**Supplied records**
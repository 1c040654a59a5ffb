use std::path::{Path, PathBuf};

use bytes::Bytes;

use crate::mime_detect::{detect_mime_type, resolve_media_type};
use crate::MediaError;

/// Where an image's bytes live.
#[derive(Debug, Clone)]
pub enum ImageData {
    /// Already in memory, e.g. an uploaded multipart field.
    InMemory(Bytes),
    /// On disk; read only when the contents are needed.
    OnDisk(PathBuf),
}

/// A file-like input: a name, a declared media type, and its contents.
#[derive(Debug, Clone)]
pub struct ImageFile {
    name: String,
    media_type: String,
    data: ImageData,
}

impl ImageFile {
    /// Build from uploaded bytes; an absent or generic declared type is
    /// resolved from the bytes and the name.
    pub fn from_bytes(name: impl Into<String>, declared: Option<&str>, bytes: Bytes) -> Self {
        let name = name.into();
        let media_type = resolve_media_type(declared, &name, &bytes);
        Self {
            name,
            media_type,
            data: ImageData::InMemory(bytes),
        }
    }

    /// Reference a file on disk. The media type comes from the extension;
    /// the contents are not touched until [`ImageFile::read_all`].
    pub fn from_path(path: impl AsRef<Path>) -> Self {
        let path = path.as_ref();
        let name = path
            .file_name()
            .map(|n| n.to_string_lossy().into_owned())
            .unwrap_or_else(|| path.display().to_string());
        Self {
            name,
            media_type: detect_mime_type(path).to_string(),
            data: ImageData::OnDisk(path.to_path_buf()),
        }
    }

    pub fn name(&self) -> &str {
        &self.name
    }

    pub fn media_type(&self) -> &str {
        &self.media_type
    }

    /// Read the full contents.
    pub async fn read_all(&self) -> Result<Bytes, MediaError> {
        match &self.data {
            ImageData::InMemory(bytes) => Ok(bytes.clone()),
            ImageData::OnDisk(path) => tokio::fs::read(path)
                .await
                .map(Bytes::from)
                .map_err(|source| MediaError::Unreadable {
                    name: self.name.clone(),
                    source,
                }),
        }
    }
}
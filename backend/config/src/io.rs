//! Config file discovery and loading.

use std::path::{Path, PathBuf};

use anyhow::{Context, Result};
use tokio::fs;
use tracing::{debug, info};

use crate::schema::DropcheckConfig;

/// Default config file name within the config directory.
const CONFIG_FILE_NAME: &str = "config.yaml";

/// Resolve the config directory.
/// Priority: `DROPCHECK_CONFIG_DIR` env > `~/.dropcheck/` > `./.dropcheck`
pub fn config_dir() -> PathBuf {
    if let Ok(dir) = std::env::var("DROPCHECK_CONFIG_DIR") {
        return PathBuf::from(dir);
    }
    dirs::home_dir()
        .map(|home| home.join(".dropcheck"))
        .unwrap_or_else(|| PathBuf::from(".dropcheck"))
}

/// Resolve the full path to the main config file.
pub fn config_file_path(config_dir: &Path) -> PathBuf {
    config_dir.join(CONFIG_FILE_NAME)
}

/// Load the raw config tree from disk, before env substitution.
///
/// A missing file is not an error: it yields an empty mapping so defaults and
/// env overrides still apply.
pub async fn load_raw(path: &Path) -> Result<serde_json::Value> {
    if !path.exists() {
        debug!(path = %path.display(), "Config file does not exist; using defaults");
        return Ok(serde_json::Value::Object(Default::default()));
    }

    let raw = fs::read_to_string(path)
        .await
        .with_context(|| format!("Failed to read config file: {}", path.display()))?;
    if raw.trim().is_empty() {
        return Ok(serde_json::Value::Object(Default::default()));
    }

    let value: serde_json::Value = serde_yaml::from_str(&raw)
        .with_context(|| format!("Failed to parse config YAML at: {}", path.display()))?;

    info!(path = %path.display(), "Loaded config");
    Ok(match value {
        serde_json::Value::Null => serde_json::Value::Object(Default::default()),
        other => other,
    })
}

/// Load and parse the config from disk without env substitution.
pub async fn load_config(path: &Path) -> Result<DropcheckConfig> {
    let value = load_raw(path).await?;
    serde_json::from_value(value)
        .with_context(|| format!("Invalid config structure at: {}", path.display()))
}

**Task statement**
Identify the lines in the entries that hold "full" and return each one.

**Reply to the task**
    /// Read the full contents.
/// Resolve the full path to the main config file.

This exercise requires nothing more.